TASK ITEM ▸ Once the line with "must be finite." is found in the entries below, repeat it and each following line exactly, up to and including the line with "step must be finite and positive.". Add no other lines.

AVAILABLE DATA ▸

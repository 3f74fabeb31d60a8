//! Integration tests for the rare-event pipeline.
//!
//! Purpose
//! -------
//! - Validate the end-to-end path: flow construction and sampling, ELBO
//!   fitting of a trainable flow against a categorical observation, the
//!   minimum-action path solver, and the tilted fits that combine them.
//! - Use a realistic three-category fixture (two logistic separators on the
//!   first coordinate) rather than degenerate toy likelihoods only.
//!
//! Coverage
//! --------
//! - `flows`: sampling, density re-evaluation, and `with_theta` on fitted θ.
//! - `variational`: Nelder–Mead fits, reproducibility for a fixed seed.
//! - `paths`: quasipotentials on the double-well drift.
//! - `rare_events`: quasipotential and Girsanov tilts, KL between the
//!   observation and the fitted predictive distribution.
//!
//! Exclusions
//! ----------
//! - Low-level validation branches and closed-form values; those are covered
//!   by unit tests next to each module.
use ndarray::{Array1, Array2, ArrayView1, array};
use rand::SeedableRng;
use rand_chacha::ChaCha8Rng;
use rand_distr::{Distribution, StandardNormal};
use rust_rare_events::{
    flows::FlowModel,
    optimization::minimizer::{MinimizerOptions, SolverMethod, Tolerances},
    paths::{PathOptions, quasipotential},
    rare_events::{
        fit_girsanov_tilted, fit_quasipotential_tilted, girsanov_logratio, kl_div, sanov_prob,
    },
    variational::{FitOptions, Likelihood, fit_flow_variational},
};

/// Purpose
/// -------
/// Three ordered categories split by logistic separators at `z = ±0.5`.
fn two_separator(z: ArrayView1<'_, f64>) -> Array1<f64> {
    let s1 = 1.0 / (1.0 + (-(4.0 * (z[0] + 0.5))).exp());
    let s2 = 1.0 / (1.0 + (-(4.0 * (z[0] - 0.5))).exp());
    array![1.0 - s1, s1 - s2, s2]
}

fn double_well(x: ArrayView1<'_, f64>) -> Array1<f64> {
    x.mapv(|v| v - v * v * v)
}

fn nelder_mead_options(max_iter: usize, nmc: usize, seed: u64) -> FitOptions {
    let tols = Tolerances::new(None, None, Some(max_iter)).expect("valid tolerances");
    let minimizer = MinimizerOptions::new(tols, SolverMethod::NelderMead, None, 0.3, false)
        .expect("valid minimizer options");
    FitOptions::new(Some(nmc), Some(seed), None, minimizer, false).expect("valid fit options")
}

/// Average pmf of `likelihood` over `n` draws of `flow`.
fn predictive(flow: &FlowModel, likelihood: &impl Likelihood, n: usize) -> Array1<f64> {
    let mut rng = ChaCha8Rng::seed_from_u64(123);
    let sample = flow.sample_q(n, &mut rng).expect("valid flow");
    let mut total = Array1::<f64>::zeros(3);
    for row in sample.zk.rows() {
        total += &likelihood.pmf(row);
    }
    total / n as f64
}

#[test]
// Purpose
// -------
// Fit a spline flow to a skewed observation and check the whole result.
//
// Given
// -----
// - Spline flow, d = 1, K = 4 bins, small random starting θ.
// - observed = (0.1, 0.3, 0.6), 80 Nelder–Mead iterations, nmc = 64.
//
// Expect
// ------
// - Finite ELBO, θ of the right length, a status in the documented range.
// - The fitted flow's densities re-evaluate consistently.
// - KL(observed ‖ predictive) is finite and the Sanov estimate lies in (0, 1].
fn spline_fit_end_to_end() {
    // Arrange
    let mut rng = ChaCha8Rng::seed_from_u64(11);
    let template = FlowModel::spline(1, 4, Array1::zeros(8)).expect("valid flow");
    let theta0 = template.initial_theta(0.1, &mut rng).expect("trainable flow");
    let flow = template.with_theta(theta0).expect("same layout");
    let observed = array![0.1, 0.3, 0.6];
    let opts = nelder_mead_options(80, 64, 5);

    // Act
    let result = fit_flow_variational(&flow, &two_separator, observed.view(), &opts)
        .expect("fit succeeds");

    // Assert
    let theta = result.theta.clone().expect("trainable flow returns θ");
    assert_eq!(theta.len(), 8);
    assert!(result.elbo.is_finite());
    assert!((0..=4).contains(&result.convergence), "status {}", result.convergence);

    let sample = result.flow.sample_q(50, &mut rng).expect("valid flow");
    let density = result.flow.log_q(sample.z0.view()).expect("valid draws");
    for (a, b) in density.log_q.iter().zip(sample.log_q.iter()) {
        assert!((a - b).abs() < 1e-10);
    }

    let pred = predictive(&result.flow, &two_separator, 2000);
    let kl = kl_div(observed.view(), pred.view()).expect("probability vectors");
    assert!(kl.is_finite() && kl >= 0.0);
    let p = sanov_prob(observed.view(), pred.view(), 20).expect("probability vectors");
    assert!(p > 0.0 && p <= 1.0);
}

#[test]
// Purpose
// -------
// A fit is a pure function of its inputs and seed.
fn fits_are_reproducible_for_a_fixed_seed() {
    let flow = FlowModel::autoregressive(1, 2, Array1::zeros(4)).expect("valid flow");
    let observed = array![0.2, 0.2, 0.6];
    let opts = nelder_mead_options(30, 32, 99);

    let first = fit_flow_variational(&flow, &two_separator, observed.view(), &opts).expect("fit");
    let second = fit_flow_variational(&flow, &two_separator, observed.view(), &opts).expect("fit");

    assert_eq!(first, second);
}

#[test]
// Purpose
// -------
// Tilt by double-well quasipotentials and fit a trainable flow.
//
// Given
// -----
// - Anchor −1; category targets −1, 0, 1 (left well, saddle, right well).
// - ε = 0.5, 40-point paths.
//
// Expect
// ------
// - The anchor's own category has zero log-weight and the largest weight.
// - Log-weights equal −V/ε for standalone quasipotential calls.
// - Finite ELBO with θ returned.
fn quasipotential_tilted_fit_end_to_end() {
    // Arrange
    let flow = FlowModel::spline(1, 3, Array1::zeros(6)).expect("valid flow");
    let anchor = array![-1.0];
    let targets = array![[-1.0], [0.0], [1.0]];
    let path_opts = PathOptions { n_points: 40, ..PathOptions::default() };
    let opts = nelder_mead_options(40, 32, 3);
    let eps = 0.5;

    // Act
    let out = fit_quasipotential_tilted(
        &flow,
        two_separator,
        array![0.5, 0.3, 0.2].view(),
        &double_well,
        anchor.view(),
        targets.view(),
        eps,
        &path_opts,
        &opts,
    )
    .expect("pipeline succeeds");

    // Assert
    assert_eq!(out.log_weights[0], 0.0);
    assert!(out.log_weights.iter().all(|&w| w <= 0.0));
    for (c, target) in targets.rows().into_iter().enumerate() {
        let v = quasipotential(&double_well, anchor.view(), target, &path_opts).expect("valid");
        assert!((out.log_weights[c] + v / eps).abs() < 1e-12, "category {c}");
    }
    assert!(out.fit.elbo.is_finite());
    assert_eq!(out.fit.theta.map(|t| t.len()), Some(6));
}

#[test]
// Purpose
// -------
// Girsanov-tilted fit with simulated Brownian increments.
//
// Given
// -----
// - 50 increments `ΔW ~ N(0, dt)` per category, dt = 0.02.
// - Constant tilts θ = −0.5, 0, 0.5 for the three categories.
//
// Expect
// ------
// - The zero tilt gives a zero log-weight; the others equal
//   `girsanov_logratio` on the same paths.
// - The fixed planar flow is evaluated once (status 0, no θ).
fn girsanov_tilted_fit_end_to_end() {
    // Arrange
    let dt: f64 = 0.02;
    let mut rng = ChaCha8Rng::seed_from_u64(2024);
    let increments: Vec<Array2<f64>> = (0..3)
        .map(|_| {
            Array2::from_shape_simple_fn((50, 1), || {
                let e: f64 = StandardNormal.sample(&mut rng);
                e * dt.sqrt()
            })
        })
        .collect();
    let tilts: Vec<Array2<f64>> =
        [-0.5, 0.0, 0.5].iter().map(|&th| Array2::from_elem((50, 1), th)).collect();
    let flow = FlowModel::planar(0.8, 1.2, 0.1).expect("valid flow");
    let opts = FitOptions { nmc: Some(128), ..FitOptions::default() };

    // Act
    let out = fit_girsanov_tilted(
        &flow,
        two_separator,
        array![0.3, 0.4, 0.3].view(),
        tilts.iter().zip(increments.iter()).map(|(t, w)| (t.view(), w.view())),
        dt,
        &opts,
    )
    .expect("pipeline succeeds");

    // Assert
    assert_eq!(out.log_weights[1], 0.0);
    for c in [0, 2] {
        let expected =
            girsanov_logratio(tilts[c].view(), increments[c].view(), dt).expect("valid paths");
        assert_eq!(out.log_weights[c], expected);
    }
    assert!(out.fit.elbo.is_finite());
    assert_eq!(out.fit.convergence, 0);
    assert_eq!(out.fit.theta, None);
}
//! Validation helpers for black-box minimization.
//!
//! Settings are checked when options are built, the starting point before a
//! solver is configured, and the solver's answer before it is returned.
use crate::{
    optimization::{
        errors::{OptError, OptResult},
        minimizer::types::{Grad, Theta},
    },
    utils::first_non_finite,
};

/// Why `x` is not a usable positive scale, if it is not.
fn non_positive_reason(x: f64) -> Option<&'static str> {
    if !x.is_finite() {
        Some("must be finite")
    } else if x <= 0.0 {
        Some("must be > 0")
    } else {
        None
    }
}

/// # Errors
/// [`OptError::InvalidTolGrad`] for a non-finite or non-positive tolerance.
pub fn verify_tol_grad(tol: Option<f64>) -> OptResult<()> {
    match tol.and_then(|t| non_positive_reason(t).map(|reason| (t, reason))) {
        Some((tol, reason)) => Err(OptError::InvalidTolGrad { tol, reason }),
        None => Ok(()),
    }
}

/// # Errors
/// [`OptError::InvalidTolCost`] for a non-finite or non-positive tolerance.
pub fn verify_tol_cost(tol: Option<f64>) -> OptResult<()> {
    match tol.and_then(|t| non_positive_reason(t).map(|reason| (t, reason))) {
        Some((tol, reason)) => Err(OptError::InvalidTolCost { tol, reason }),
        None => Ok(()),
    }
}

/// Edge length of the initial Nelder–Mead simplex.
///
/// # Errors
/// [`OptError::InvalidSimplexStep`] for a non-finite or non-positive step.
pub fn verify_simplex_step(step: f64) -> OptResult<()> {
    match non_positive_reason(step) {
        Some(reason) => Err(OptError::InvalidSimplexStep { step, reason }),
        None => Ok(()),
    }
}

/// Starting point handed to a solver.
///
/// # Errors
/// - [`OptError::EmptyTheta`] if `theta0` has no entries.
/// - [`OptError::InvalidThetaInput`] for the first non-finite entry.
pub fn validate_theta0(theta0: &Theta) -> OptResult<()> {
    if theta0.is_empty() {
        return Err(OptError::EmptyTheta);
    }
    match first_non_finite(theta0.view()) {
        Some((index, value)) => Err(OptError::InvalidThetaInput { index, value }),
        None => Ok(()),
    }
}

/// Finite-difference gradient of a `dim`-parameter objective.
///
/// # Errors
/// - [`OptError::GradientDimMismatch`] on a length mismatch.
/// - [`OptError::InvalidGradient`] for the first non-finite entry.
pub fn validate_grad(grad: &Grad, dim: usize) -> OptResult<()> {
    if grad.len() != dim {
        return Err(OptError::GradientDimMismatch { expected: dim, found: grad.len() });
    }
    match first_non_finite(grad.view()) {
        Some((index, value)) => Err(OptError::InvalidGradient {
            index,
            value,
            reason: "objective is not differentiable here",
        }),
        None => Ok(()),
    }
}

/// Best parameters reported by the solver.
///
/// # Errors
/// - [`OptError::MissingThetaHat`] if the solver reported none.
/// - [`OptError::InvalidThetaHat`] for the first non-finite entry.
pub fn validate_theta_hat(theta_hat: Option<Theta>) -> OptResult<Theta> {
    let theta = theta_hat.ok_or(OptError::MissingThetaHat)?;
    match first_non_finite(theta.view()) {
        Some((index, value)) => {
            Err(OptError::InvalidThetaHat { index, value, reason: "best iterate must be finite" })
        }
        None => Ok(theta),
    }
}

/// # Errors
/// [`OptError::NonFiniteCost`] if `value` is NaN or infinite.
pub fn validate_value(value: f64) -> OptResult<()> {
    if value.is_finite() { Ok(()) } else { Err(OptError::NonFiniteCost { value }) }
}
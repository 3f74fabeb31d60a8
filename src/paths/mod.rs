//! paths — Freidlin–Wentzell actions and minimum-action paths.
//!
//! Purpose
//! -------
//! Evaluate the discrete action of a trajectory under a drift field and
//! approximate minimum-action paths (and hence quasipotentials) between two
//! states by fixed-budget descent.
//!
//! Key behaviors
//! -------------
//! - `action`: [`fw_action`] on any `T × d` path.
//! - `solver`: [`ActionSolver`], [`minimum_action_path`], [`quasipotential`].
//! - `landscape`: [`quasipotential_landscape`] over a grid of targets.
//! - `drift`: the [`DriftField`] seam; scalar outputs broadcast to `d`.
//!
//! Independent of `flows` and `variational`; the `rare_events` glue feeds
//! quasipotentials from here into tilted likelihoods.

pub mod action;
pub mod drift;
pub mod errors;
pub mod landscape;
pub mod options;
pub mod solver;

pub use action::fw_action;
pub use drift::DriftField;
pub use errors::{ActionResult, PathError};
pub use landscape::quasipotential_landscape;
pub use options::PathOptions;
pub use solver::{ActionSolver, PathResult, minimum_action_path, quasipotential};

pub mod prelude {
    pub use super::action::fw_action;
    pub use super::drift::DriftField;
    pub use super::errors::{ActionResult, PathError};
    pub use super::options::PathOptions;
    pub use super::solver::{PathResult, minimum_action_path, quasipotential};
}
//! rare_events::errors — validation failures of the closed-form statistics
//! and tilting wrappers, plus passthrough of the layers they drive.
use std::fmt;

use crate::{paths::errors::PathError, variational::errors::VIError};

/// Result alias for rare-event glue.
pub type RareResult<T> = Result<T, RareEventError>;

#[derive(Debug, Clone, PartialEq)]
pub enum RareEventError {
    // ---- Inputs ----
    /// Two inputs that must align have different shapes.
    ShapeMismatch { what: &'static str, expected: Vec<usize>, found: Vec<usize> },
    /// An input that needs at least one entry is empty.
    EmptyInput { what: &'static str },
    /// A NaN or infinite entry in an input that must be finite.
    NonFiniteInput { what: &'static str, index: usize, value: f64 },
    /// Noise temperature ε must be finite and positive.
    InvalidTemperature { eps: f64 },
    /// Time step must be finite and positive.
    InvalidDt { dt: f64 },

    // ---- Layers ----
    /// Probability-vector or fitting failure.
    Variational(VIError),
    /// Path-solver failure.
    Path(PathError),
}

impl std::error::Error for RareEventError {
    fn source(&self) -> Option<&(dyn std::error::Error + 'static)> {
        match self {
            RareEventError::Variational(e) => Some(e),
            RareEventError::Path(e) => Some(e),
            _ => None,
        }
    }
}

impl fmt::Display for RareEventError {
    fn fmt(&self, f: &mut fmt::Formatter<'_>) -> fmt::Result {
        match self {
            RareEventError::ShapeMismatch { what, expected, found } => {
                write!(f, "Shape mismatch in {what}: expected {expected:?}, found {found:?}")
            }
            RareEventError::EmptyInput { what } => write!(f, "{what} must not be empty"),
            RareEventError::NonFiniteInput { what, index, value } => {
                write!(f, "{what} entry {index} is not finite: {value}")
            }
            RareEventError::InvalidTemperature { eps } => {
                write!(f, "Noise temperature must be finite and > 0, got {eps}")
            }
            RareEventError::InvalidDt { dt } => {
                write!(f, "Time step dt must be finite and > 0, got {dt}")
            }
            RareEventError::Variational(e) => write!(f, "{e}"),
            RareEventError::Path(e) => write!(f, "{e}"),
        }
    }
}

impl From<VIError> for RareEventError {
    fn from(err: VIError) -> Self {
        RareEventError::Variational(err)
    }
}

impl From<PathError> for RareEventError {
    fn from(err: PathError) -> Self {
        RareEventError::Path(err)
    }
}
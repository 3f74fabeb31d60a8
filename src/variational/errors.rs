//! variational::errors — error surface of ELBO estimation and fitting.
//!
//! Purpose
//! -------
//! Report invalid probability inputs, category-count mismatches, invalid
//! Monte Carlo settings, and failures bubbling up from the flow and
//! optimizer layers through one enum.
//!
//! Conventions
//! -----------
//! - `FlowError` and `OptError` are wrapped, not flattened, so callers can
//!   still match on the original variant.
//! - A non-zero optimizer status is **not** an error; it is surfaced in
//!   `FitResult::convergence`.
use std::fmt;

use crate::{flows::errors::FlowError, optimization::errors::OptError};

/// Result alias for variational operations.
pub type VIResult<T> = Result<T, VIError>;

#[derive(Debug, Clone, PartialEq)]
pub enum VIError {
    // ---- Probability inputs ----
    /// A probability vector has no entries.
    EmptyDistribution { what: &'static str },
    /// A probability entry is negative or non-finite.
    InvalidProbability { what: &'static str, index: usize, value: f64 },
    /// A probability vector does not sum to one within tolerance.
    NotNormalized { what: &'static str, sum: f64 },
    /// Likelihood returned a pmf with a different number of categories.
    CategoryMismatch { expected: usize, found: usize },

    // ---- Configuration ----
    /// Number of Monte Carlo draws must be positive.
    InvalidNmc { nmc: usize },
    /// Starting parameters contain a non-finite entry.
    InvalidTheta0 { index: usize, value: f64 },
    /// The ELBO estimate is NaN or infinite.
    NonFiniteElbo { value: f64 },

    // ---- Wrapped ----
    Flow(FlowError),
    Opt(OptError),
}

impl std::error::Error for VIError {
    fn source(&self) -> Option<&(dyn std::error::Error + 'static)> {
        match self {
            VIError::Flow(e) => Some(e),
            VIError::Opt(e) => Some(e),
            _ => None,
        }
    }
}

impl fmt::Display for VIError {
    fn fmt(&self, f: &mut fmt::Formatter<'_>) -> fmt::Result {
        match self {
            VIError::EmptyDistribution { what } => write!(f, "{what} distribution is empty"),
            VIError::InvalidProbability { what, index, value } => write!(
                f,
                "{what} probability at index {index} is {value}, must be finite and non-negative"
            ),
            VIError::NotNormalized { what, sum } => {
                write!(f, "{what} probabilities sum to {sum}, expected 1")
            }
            VIError::CategoryMismatch { expected, found } => write!(
                f,
                "Likelihood returned {found} categories, observed distribution has {expected}"
            ),
            VIError::InvalidNmc { nmc } => {
                write!(f, "Number of Monte Carlo draws must be positive, got {nmc}")
            }
            VIError::InvalidTheta0 { index, value } => {
                write!(f, "Initial parameter at index {index} is not finite: {value}")
            }
            VIError::NonFiniteElbo { value } => write!(f, "ELBO estimate is not finite: {value}"),
            VIError::Flow(e) => write!(f, "Flow error: {e}"),
            VIError::Opt(e) => write!(f, "Optimizer error: {e}"),
        }
    }
}

impl From<FlowError> for VIError {
    fn from(err: FlowError) -> Self {
        VIError::Flow(err)
    }
}

impl From<OptError> for VIError {
    fn from(err: OptError) -> Self {
        VIError::Opt(err)
    }
}

/// Objectives handed to a minimizer must fail with `OptError`.
impl From<VIError> for OptError {
    fn from(err: VIError) -> Self {
        match err {
            VIError::Opt(e) => e,
            other => OptError::ObjectiveFailed { text: other.to_string() },
        }
    }
}

#[cfg(test)]
mod tests {
    use super::*;
    use crate::flows::errors::FlowKind;

    #[test]
    fn wrapped_errors_keep_their_variant() {
        let err: VIError = FlowError::NotTrainable { kind: FlowKind::Radial }.into();
        assert!(matches!(err, VIError::Flow(FlowError::NotTrainable { .. })));
        assert!(err.to_string().contains("radial"));
    }

    #[test]
    fn objective_failures_become_opt_errors() {
        let opt: OptError = VIError::InvalidNmc { nmc: 0 }.into();
        assert!(matches!(opt, OptError::ObjectiveFailed { .. }));
        let passthrough: OptError = VIError::Opt(OptError::EmptyTheta).into();
        assert_eq!(passthrough, OptError::EmptyTheta);
    }
}
//! High-level entry point for minimizing an objective closure with argmin.
//!
//! Selects L-BFGS (Hager–Zhang or More–Thuente line search) or Nelder–Mead
//! from [`MinimizerOptions`], wraps the closure in an [`ObjectiveAdapter`],
//! and delegates the run to the matching runner.
use crate::optimization::{
    errors::OptResult,
    minimizer::{
        adapter::ObjectiveAdapter,
        builders::{build_nelder_mead, build_optimizer_hager_zhang, build_optimizer_more_thuente},
        run::{run_lbfgs, run_nelder_mead},
        traits::{LineSearcher, MinimizeOutcome, Minimizer, MinimizerOptions, SolverMethod},
        types::{Cost, Theta},
        validation::validate_theta0,
    },
};

/// Minimize `f(θ)` with the solver selected in `opts`.
///
/// # Behavior
/// - Validates `theta0` (non-empty, finite).
/// - Builds the solver named by `opts.method`.
/// - Runs to the solver's own convergence test or `opts.tols.max_iter`,
///   whichever comes first.
///
/// # Errors
/// - [`OptError::EmptyTheta`](crate::optimization::errors::OptError::EmptyTheta) /
///   `InvalidThetaInput` for a bad starting point.
/// - Builder errors (rejected tolerances).
/// - Runtime errors raised by the objective or the solver.
///
/// # Returns
/// A [`MinimizeOutcome`] whose `status` reports how the run terminated.
/// Reaching the iteration cap is **not** an error; it is reported as
/// [`STATUS_MAX_ITERS`](crate::optimization::minimizer::traits::STATUS_MAX_ITERS).
///
/// # Example
/// ```no_run
/// use ndarray::array;
/// use rust_rare_events::optimization::minimizer::{MinimizerOptions, minimize};
///
/// let f = |t: &ndarray::Array1<f64>| Ok((t[0] - 1.0).powi(2) + (t[1] + 2.0).powi(2));
/// let out = minimize(f, array![0.0, 0.0], &MinimizerOptions::default())?;
/// println!("θ̂ = {:?}, status = {}", out.theta_hat, out.status);
/// # Ok::<(), rust_rare_events::optimization::errors::OptError>(())
/// ```
pub fn minimize<F>(f: F, theta0: Theta, opts: &MinimizerOptions) -> OptResult<MinimizeOutcome>
where
    F: Fn(&Theta) -> OptResult<Cost>,
{
    validate_theta0(&theta0)?;
    let problem = ObjectiveAdapter::new(&f);
    match opts.method {
        SolverMethod::Lbfgs(LineSearcher::MoreThuente) => {
            let solver = build_optimizer_more_thuente(opts)?;
            run_lbfgs(theta0, opts, problem, solver)
        }
        SolverMethod::Lbfgs(LineSearcher::HagerZhang) => {
            let solver = build_optimizer_hager_zhang(opts)?;
            run_lbfgs(theta0, opts, problem, solver)
        }
        SolverMethod::NelderMead => {
            let solver = build_nelder_mead(&theta0, opts)?;
            run_nelder_mead(opts, problem, solver)
        }
    }
}

/// The default [`Minimizer`]: argmin with the configured solver.
#[derive(Debug, Clone, PartialEq, Default)]
pub struct ArgminMinimizer {
    pub opts: MinimizerOptions,
}

impl ArgminMinimizer {
    pub fn new(opts: MinimizerOptions) -> Self {
        Self { opts }
    }
}

impl Minimizer for ArgminMinimizer {
    fn minimize<F>(&self, objective: F, theta0: Theta) -> OptResult<MinimizeOutcome>
    where
        F: Fn(&Theta) -> OptResult<Cost>,
    {
        minimize(objective, theta0, &self.opts)
    }
}
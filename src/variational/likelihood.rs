//! The likelihood seam `p(x | z)` over a finite set of categories.
use ndarray::{Array1, ArrayView1};

/// Categorical likelihood `z ↦ pmf(z)`.
///
/// Implementors return a probability vector with one entry per category.
/// Outputs are validated on every call by the ELBO estimator, so a bad pmf
/// fails the estimate instead of being repaired.
///
/// `Sync` lets the estimator evaluate draws in parallel under the
/// `parallel` feature.
///
/// Any `Fn(ArrayView1<f64>) -> Array1<f64> + Sync` closure is a likelihood:
///
/// ```
/// use ndarray::{Array1, ArrayView1, array};
/// use rust_rare_events::variational::Likelihood;
///
/// let coin = |z: ArrayView1<'_, f64>| -> Array1<f64> {
///     let p = 1.0 / (1.0 + (-z[0]).exp());
///     array![1.0 - p, p]
/// };
/// assert_eq!(coin.pmf(array![0.0].view()), array![0.5, 0.5]);
/// ```
pub trait Likelihood: Sync {
    fn pmf(&self, z: ArrayView1<'_, f64>) -> Array1<f64>;
}

impl<F> Likelihood for F
where
    F: Fn(ArrayView1<'_, f64>) -> Array1<f64> + Sync,
{
    fn pmf(&self, z: ArrayView1<'_, f64>) -> Array1<f64> {
        self(z)
    }
}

EXERCISE ANSWER ▸
    /// A NaN or infinite entry in an input that must be finite.
    NonFiniteInput { what: &'static str, index: usize, value: f64 },
    /// Noise temperature ε must be finite and positive.
    InvalidTemperature { eps: f64 },
    /// Time step must be finite and positive.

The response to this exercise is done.